README.md

May 16, 2026 · View on GitHub

AnyCrawl

AnyCrawl

AnyCrawl

Fast Scalable Web Crawling Site Crawling SERP Multi Threading Multi Process Batch Tasks

License: MIT PRs Welcome LLM Ready Documentation

X

Node.js TypeScript Redis

Sponsors

SwiftProxy

Swiftproxy(https://www.swiftproxy.net/?ref=AnyCrawl) — High-performance residential proxies built for scraping, automation, and large-scale data collection. Access 80M+ rotating residential IPs across 195+ countries with stable connections, high anonymity, and developer-friendly integration. Ideal for AI agents, crawlers, browser automation, and anti-bot bypass workflows. Free trial available. Use code PROXY90 for an exclusive 10% discount.

Atlas Cloud

AtlasCloud(https://www.atlascloud.ai/?utm_source=github&utm_medium=sponsor&utm_campaign=AnyCrawl) — Atlas Cloud gives developers one API for 300 plus models, covering video, image, and LLM. It includes DeepSeek, GPT, Claude, Flux, Kling, and Seedance.

📖 Overview

AnyCrawl is a high‑performance crawling and scraping toolkit:

  • SERP crawling: multiple search engines, batch‑friendly
  • Web scraping: single‑page content extraction
  • Site crawling: full‑site traversal and collection
  • High performance: multi‑threading / multi‑process
  • Batch tasks: reliable and efficient
  • AI extraction: LLM‑powered structured data (JSON) extraction from pages

LLM‑friendly. Easy to integrate and use.

🚀 Quick Start

📖 See full docs: Docs

Generate an API Key (self-host)

If you enable authentication (ANYCRAWL_API_AUTH_ENABLED=true), generate an API key:

pnpm --filter api key:generate
# optionally name the key
pnpm --filter api key:generate -- default

The command prints uuid, key and credits.
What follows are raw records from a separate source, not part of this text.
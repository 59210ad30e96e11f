//! Task aggregate root and related types.

use super::{Progress, TaskDomainError, TaskId, TaskPatch, TaskStatus, reconcile};
use crate::label::domain::LabelId;
use crate::user::domain::UserId;
use chrono::{DateTime, Utc};
use mockable::Clock;
use serde::{Deserialize, Serialize};
use std::collections::BTreeSet;
use std::fmt;

/// Maximum length for a task title, matching the `VARCHAR(255)` column.
const MAX_TITLE_LENGTH: usize = 255;

/// Validated, trimmed task title.
#[derive(Debug, Clone, PartialEq, Eq, Hash, Serialize, Deserialize)]
#[serde(transparent)]
pub struct TaskTitle(String);

impl TaskTitle {
    /// Creates a validated task title.
    ///
    /// # Errors
    ///
    /// Returns [`TaskDomainError::EmptyTitle`] when the value is empty
    /// after trimming, or [`TaskDomainError::TitleTooLong`] when it exceeds
    /// 255 characters.
    pub fn new(value: impl Into<String>) -> Result<Self, TaskDomainError> {
        let raw = value.into();
        let trimmed = raw.trim();

        if trimmed.is_empty() {
            return Err(TaskDomainError::EmptyTitle);
        }

        if trimmed.len() > MAX_TITLE_LENGTH {
            return Err(TaskDomainError::TitleTooLong);
        }

        Ok(Self(trimmed.to_owned()))
    }

    /// Returns the title as a string slice.
    #[must_use]
    pub fn as_str(&self) -> &str {
        &self.0
    }
}

impl AsRef<str> for TaskTitle {
    fn as_ref(&self) -> &str {
        self.as_str()
    }
}

impl fmt::Display for TaskTitle {
    fn fmt(&self, f: &mut fmt::Formatter<'_>) -> fmt::Result {
        f.write_str(&self.0)
    }
}

/// Task aggregate root.
///
/// Owns the participant and label membership sets; membership checks run
/// before any mutation, so the sets never hold duplicates. The owner is
/// immutable after creation and never appears in the participant set.
#[derive(Debug, Clone, PartialEq, Eq, Serialize, Deserialize)]
pub struct Task {
    id: TaskId,
    title: TaskTitle,
    description: Option<String>,
    status: TaskStatus,
    progress: Progress,
    is_active: bool,
    due_date: Option<DateTime<Utc>>,
    owner: UserId,
    participants: BTreeSet<UserId>,
    labels: BTreeSet<LabelId>,
    created_at: DateTime<Utc>,
    updated_at: DateTime<Utc>,
}

/// Parameter object for creating a new task aggregate.
#[derive(Debug, Clone, PartialEq, Eq)]
pub struct NewTaskData {
    /// Owner of the new task.
    pub owner: UserId,
    /// Raw title, validated during construction.
    pub title: String,
    /// Optional free-form description.
    pub description: Option<String>,
    /// Requested workflow status.
    pub status: TaskStatus,
    /// Requested progress, reconciled against the status.
    pub requested_progress: Option<i32>,
    /// Optional due date.
    pub due_date: Option<DateTime<Utc>>,
}

/// Parameter object for reconstructing a persisted task aggregate.
#[derive(Debug, Clone, PartialEq, Eq)]
pub struct PersistedTaskData {
    /// Persisted task identifier.
    pub id: TaskId,
    /// Persisted title.
    pub title: TaskTitle,
    /// Persisted description, if any.
    pub description: Option<String>,
    /// Persisted workflow status.
    pub status: TaskStatus,
    /// Persisted progress percentage.
    pub progress: Progress,
    /// Persisted visibility flag.
    pub is_active: bool,
    /// Persisted due date, if any.
    pub due_date: Option<DateTime<Utc>>,
    /// Persisted owner.
    pub owner: UserId,
    /// Persisted participant set.
    pub participants: BTreeSet<UserId>,
    /// Persisted label set.
    pub labels: BTreeSet<LabelId>,
    /// Persisted creation timestamp.
    pub created_at: DateTime<Utc>,
    /// Persisted latest update timestamp.
    pub updated_at: DateTime<Utc>,
}

impl Task {
    /// Creates a new active task, reconciling status and progress.
    ///
    /// # Errors
    ///
    /// Returns [`TaskDomainError::EmptyTitle`] or
    /// [`TaskDomainError::TitleTooLong`] when the title fails validation.
    pub fn new(data: NewTaskData, clock: &impl Clock) -> Result<Self, TaskDomainError> {
        let title = TaskTitle::new(data.title)?;
        let (status, progress) = reconcile::on_create(data.status, data.requested_progress);
        let timestamp = clock.utc();

        Ok(Self {
            id: TaskId::new(),
            title,
            description: data.description,
            status,
            progress,
            is_active: true,
            due_date: data.due_date,
            owner: data.owner,
            participants: BTreeSet::new(),
            labels: BTreeSet::new(),
            created_at: timestamp,
            updated_at: timestamp,
        })
    }

    /// Reconstructs a task from persisted storage.
    #[must_use]
    pub fn from_persisted(data: PersistedTaskData) -> Self {
        Self {
            id: data.id,
            title: data.title,
            description: data.description,
            status: data.status,
            progress: data.progress,
            is_active: data.is_active,
            due_date: data.due_date,
            owner: data.owner,
            participants: data.participants,
            labels: data.labels,
            created_at: data.created_at,
            updated_at: data.updated_at,
        }
    }

    /// Returns the task identifier.
    #[must_use]
    pub const fn id(&self) -> TaskId {
        self.id
    }

    /// Returns the task title.
    #[must_use]
    pub const fn title(&self) -> &TaskTitle {
        &self.title
    }

    /// Returns the description, if any.
    #[must_use]
    pub fn description(&self) -> Option<&str> {
        self.description.as_deref()
    }

    /// Returns the workflow status.
    #[must_use]
    pub const fn status(&self) -> TaskStatus {
        self.status
    }

    /// Returns the progress percentage.
    #[must_use]
    pub const fn progress(&self) -> Progress {
        self.progress
    }

    /// Returns `true` unless the task has been soft-deleted.
    #[must_use]
    pub const fn is_active(&self) -> bool {
        self.is_active
    }

    /// Returns the due date, if any.
    #[must_use]
    pub const fn due_date(&self) -> Option<DateTime<Utc>> {
        self.due_date
    }

    /// Returns the owner.
    #[must_use]
    pub const fn owner(&self) -> UserId {
        self.owner
    }

    /// Returns the participant set.
    #[must_use]
    pub const fn participants(&self) -> &BTreeSet<UserId> {
        &self.participants
    }

    /// Returns the attached label set.
    #[must_use]
    pub const fn labels(&self) -> &BTreeSet<LabelId> {
        &self.labels
    }

    /// Returns the creation timestamp.
    #[must_use]
    pub const fn created_at(&self) -> DateTime<Utc> {
        self.created_at
    }

    /// Returns the latest update timestamp.
    #[must_use]
    pub const fn updated_at(&self) -> DateTime<Utc> {
        self.updated_at
    }

    /// Returns `true` when the user owns this task.
    #[must_use]
    pub fn is_owned_by(&self, user: UserId) -> bool {
        self.owner == user
    }

    /// Returns `true` when the user may view and edit this task.
    ///
    /// Visibility extends to the owner and every participant; to anyone
    /// else the task is indistinguishable from a non-existent one.
    #[must_use]
    pub fn is_visible_to(&self, user: UserId) -> bool {
        self.is_owned_by(user) || self.participants.contains(&user)
    }

    /// Applies a partial update, reconciling status and progress.
    ///
    /// # Errors
    ///
    /// Returns a title validation error when the patch carries an invalid
    /// title; other fields cannot fail.
    pub fn apply(&mut self, patch: TaskPatch, clock: &impl Clock) -> Result<(), TaskDomainError> {
        let TaskPatch {
            title,
            description,
            status,
            progress,
            due_date,
        } = patch;

        if let Some(value) = title {
            self.title = TaskTitle::new(value)?;
        }
        if let Some(value) = description {
            self.description = Some(value);
        }
        if let Some(value) = due_date {
            self.due_date = Some(value);
        }

        let (next_status, next_progress) =
            reconcile::on_update(self.status, self.progress, status, progress);
        self.status = next_status;
        self.progress = next_progress;

        self.touch(clock);
        Ok(())
    }

    /// Adds a user to the participant set.
    ///
    /// # Errors
    ///
    /// Returns [`TaskDomainError::OwnerCannotParticipate`] when the user is
    /// the owner, or [`TaskDomainError::AlreadyParticipant`] when the user
    /// is already in the set.
    pub fn add_participant(
        &mut self,
        user: UserId,
        clock: &impl Clock,
    ) -> Result<(), TaskDomainError> {
        if self.is_owned_by(user) {
            return Err(TaskDomainError::OwnerCannotParticipate(user));
        }
        if self.participants.contains(&user) {
            return Err(TaskDomainError::AlreadyParticipant(user));
        }
        self.participants.insert(user);
        self.touch(clock);
        Ok(())
    }

    /// Removes a user from the participant set.
    ///
    /// # Errors
    ///
    /// Returns [`TaskDomainError::NotAParticipant`] when the user is not in
    /// the set.
    pub fn remove_participant(
        &mut self,
        user: UserId,
        clock: &impl Clock,
    ) -> Result<(), TaskDomainError> {
        if !self.participants.remove(&user) {
            return Err(TaskDomainError::NotAParticipant(user));
        }
        self.touch(clock);
        Ok(())
    }

    /// Attaches a label, returning `true` when the edge is new.
    ///
    /// Attaching an already-attached label is a no-op.
    pub fn attach_label(&mut self, label: LabelId, clock: &impl Clock) -> bool {
        let added = self.labels.insert(label);
        if added {
            self.touch(clock);
        }
        added
    }

    /// Detaches a label, returning `true` when an edge was removed.
    ///
    /// Detaching an absent label is a no-op.
    pub fn detach_label(&mut self, label: LabelId, clock: &impl Clock) -> bool {
        let removed = self.labels.remove(&label);
        if removed {
            self.touch(clock);
        }
        removed
    }

    /// Drops a label edge without touching timestamps.
    ///
    /// Storage-level cleanup used when a label is deleted from the catalog.
    pub(crate) fn purge_label(&mut self, label: LabelId) -> bool {
        self.labels.remove(&label)
    }

    /// Restores the task to the active (visible) state.
    pub fn activate(&mut self, clock: &impl Clock) {
        self.is_active = true;
        self.touch(clock);
    }

    /// Soft-deletes the task, hiding it from default listings.
    pub fn deactivate(&mut self, clock: &impl Clock) {
        self.is_active = false;
        self.touch(clock);
    }

    /// Updates the `updated_at` timestamp to the current clock time.
    fn touch(&mut self, clock: &impl Clock) {
        self.updated_at = clock.utc();
    }
}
Use the printed key as a Bearer token.

Run Inside Docker

If running AnyCrawl via Docker:

  • Docker Compose:
docker compose exec api pnpm --filter api key:generate
docker compose exec api pnpm --filter api key:generate -- default
  • Single container (replace <container_name_or_id>):
docker exec -it <container_name_or_id> pnpm --filter api key:generate
docker exec -it <container_name_or_id> pnpm --filter api key:generate -- default

📚 Usage Examples

💡 Use the Playground to test APIs and generate code in your preferred language.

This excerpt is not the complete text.